Laundry was done sporadically and only when she was “in the mood”. Same with ironing, cleaning and most other household chores. Apparently, being in the mood only came when she was hopped up on diet pills (speed) or had run out of booze. She believed until her dying day that a clean house was the product of a simple mind. In fact, Mother took great pride in not “wasting her life” by having a well organized and tidy abode.

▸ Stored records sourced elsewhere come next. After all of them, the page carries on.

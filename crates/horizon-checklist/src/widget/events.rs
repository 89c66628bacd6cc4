//! Input events delivered to a mounted checklist.

use super::surface::NodeId;

/// The part of a row an input event originated from.
#[derive(Debug, Clone, Copy, PartialEq, Eq, Hash)]
pub enum ControlKind {
    /// The checkbox control. The only kind the checklist reacts to.
    Checkbox,
    /// The text label next to the checkbox.
    Label,
    /// The row wrapper itself.
    Row,
}

/// A user interaction targeting one rendered row.
#[derive(Debug, Clone, Copy, PartialEq, Eq)]
pub struct InputEvent {
    /// The row the event targets.
    pub target: NodeId,
    /// Which part of the row produced the event.
    pub control: ControlKind,
    /// The control's checked state after the interaction.
    pub checked: bool,
}

impl InputEvent {
    /// A checkbox toggled to `checked`.
    pub fn checkbox(target: NodeId, checked: bool) -> Self {
        Self {
            target,
            control: ControlKind::Checkbox,
            checked,
        }
    }

    /// A click on the row's label.
    pub fn label(target: NodeId) -> Self {
        Self {
            target,
            control: ControlKind::Label,
            checked: false,
        }
    }

    /// Returns `true` if the event came from a checkbox.
    pub fn is_checkbox(&self) -> bool {
        self.control == ControlKind::Checkbox
    }
}
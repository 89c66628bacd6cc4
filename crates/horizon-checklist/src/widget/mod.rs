//! The checklist widget and its render surface.
//!
//! # Core Types
//!
//! - [`CheckList`]: the mounted widget; reconciles rows against the bound
//!   catalog and selection, and forwards checkbox toggles into the selection
//! - [`Container`]: the host-provided render target and input source
//! - [`RenderSurface`] / [`RenderNode`]: the rows, keyed by [`NodeId`]
//! - [`ListRenderer`]: materializes items into rows
//! - [`InputEvent`]: a user interaction with one row
//!
//! # Architecture Overview
//!
//! ```text
//! Binding<ItemCatalog> ──┐                       ┌──> RenderSurface
//!                        ├──> CheckList ─────────┤
//! Binding<SelectionSet> ─┘        ^              └──> SelectionSet edits
//!                                 │
//! Container::dispatch ────────────┘
//! ```

mod container;
mod engine;
mod events;
mod renderer;
mod surface;

pub use container::Container;
pub use engine::{CheckList, Reconcile, Toggle};
pub use events::{ControlKind, InputEvent};
pub use renderer::ListRenderer;
pub use surface::{NodeId, RenderNode, RenderSurface, RowView};
//! Convenient re-exports for hosts embedding a checklist.
//!
//! ```
//! use horizon_checklist::prelude::*;
//! ```

pub use horizon_checklist_core::{Binding, Change, ConnectionId, Signal};

pub use crate::config::{ChangeDetection, CheckListConfig};
pub use crate::error::{CheckListError, Result};
pub use crate::model::{Item, ItemCatalog, SelectionEdit, SelectionSet};
pub use crate::widget::{CheckList, Container, ControlKind, InputEvent, NodeId, Reconcile, RowView, Toggle};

Growing up with Mother taught my sister and I the importance of never allowing our own homes to be in such disarray that people visiting might assume there had been a tornado just prior to their dropping in. My sister Abby is much more the Betty Crocker to my Galloping Gourmet. Her home is welcoming to one and all and always neat, clean and filled with warmth. I have a more laid back style which does not mean sloppy but more the lived in style. However, if you happen to drop in on either one of us, you can count on us always having food, a warm smile and a never ending pitcher of iced tea.
When my sister and I took the Girl Scout oath, we took it to heart. In the 1947 Girl Scout Handbook, the motto was explained this way:
A Girl Scout is ready to help out wherever she is needed. Willingness to serve is not enough; you must know how to do the job well, even in an emergency.
The same ideas are true today.
Unfortunately our mother was never a Girl Scout.